» **AIM OF THE TASK**
Treat the line with "let available = &self.pending[self.offset..];" as the starting point. Write it out and every line after it through the end of the listing below, exactly.

» **EXERCISE INPUT**
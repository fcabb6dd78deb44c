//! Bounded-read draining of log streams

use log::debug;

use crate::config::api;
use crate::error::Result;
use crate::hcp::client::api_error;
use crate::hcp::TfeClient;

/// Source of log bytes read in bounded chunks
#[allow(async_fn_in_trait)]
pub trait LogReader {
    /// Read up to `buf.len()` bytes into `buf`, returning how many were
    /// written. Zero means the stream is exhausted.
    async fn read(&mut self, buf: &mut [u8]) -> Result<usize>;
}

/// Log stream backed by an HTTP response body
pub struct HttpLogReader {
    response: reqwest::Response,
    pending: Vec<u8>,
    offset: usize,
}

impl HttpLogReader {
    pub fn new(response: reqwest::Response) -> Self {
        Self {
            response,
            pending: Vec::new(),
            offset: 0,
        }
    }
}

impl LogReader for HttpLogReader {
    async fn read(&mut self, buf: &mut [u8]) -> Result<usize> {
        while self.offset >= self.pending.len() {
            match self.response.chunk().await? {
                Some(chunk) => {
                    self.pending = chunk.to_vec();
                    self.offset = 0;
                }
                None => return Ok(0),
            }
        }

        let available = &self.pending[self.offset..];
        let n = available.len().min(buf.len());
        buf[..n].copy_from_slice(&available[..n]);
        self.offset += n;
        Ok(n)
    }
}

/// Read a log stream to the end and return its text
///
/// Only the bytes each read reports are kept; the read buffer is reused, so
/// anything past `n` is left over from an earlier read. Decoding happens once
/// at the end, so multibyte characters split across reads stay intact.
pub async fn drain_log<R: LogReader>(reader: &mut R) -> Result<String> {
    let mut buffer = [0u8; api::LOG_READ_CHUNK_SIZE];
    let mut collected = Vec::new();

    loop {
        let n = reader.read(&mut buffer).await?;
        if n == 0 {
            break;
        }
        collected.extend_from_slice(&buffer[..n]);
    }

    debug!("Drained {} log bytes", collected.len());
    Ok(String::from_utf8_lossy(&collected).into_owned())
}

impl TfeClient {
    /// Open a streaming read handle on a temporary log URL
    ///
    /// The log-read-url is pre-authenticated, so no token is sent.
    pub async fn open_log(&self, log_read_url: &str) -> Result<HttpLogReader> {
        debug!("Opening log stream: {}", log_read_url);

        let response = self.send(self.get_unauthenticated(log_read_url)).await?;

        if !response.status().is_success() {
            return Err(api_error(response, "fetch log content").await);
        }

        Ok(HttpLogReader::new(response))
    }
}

» **SOLVED EXERCISE**
        let available = &self.pending[self.offset..];
        let n = available.len().min(buf.len());
        buf[..n].copy_from_slice(&available[..n]);
        self.offset += n;
        Ok(n)
    }
}

/// Read a log stream to the end and return its text
///
/// Only the bytes each read reports are kept; the read buffer is reused, so
/// anything past `n` is left over from an earlier read. Decoding happens once
/// at the end, so multibyte characters split across reads stay intact.
pub async fn drain_log<R: LogReader>(reader: &mut R) -> Result<String> {
    let mut buffer = [0u8; api::LOG_READ_CHUNK_SIZE];
    let mut collected = Vec::new();

    loop {
        let n = reader.read(&mut buffer).await?;
        if n == 0 {
            break;
        }
        collected.extend_from_slice(&buffer[..n]);
    }

    debug!("Drained {} log bytes", collected.len());
    Ok(String::from_utf8_lossy(&collected).into_owned())
}

impl TfeClient {
    /// Open a streaming read handle on a temporary log URL
    ///
    /// The log-read-url is pre-authenticated, so no token is sent.
    pub async fn open_log(&self, log_read_url: &str) -> Result<HttpLogReader> {
        debug!("Opening log stream: {}", log_read_url);

        let response = self.send(self.get_unauthenticated(log_read_url)).await?;

        if !response.status().is_success() {
            return Err(api_error(response, "fetch log content").await);
        }

        Ok(HttpLogReader::new(response))
    }
}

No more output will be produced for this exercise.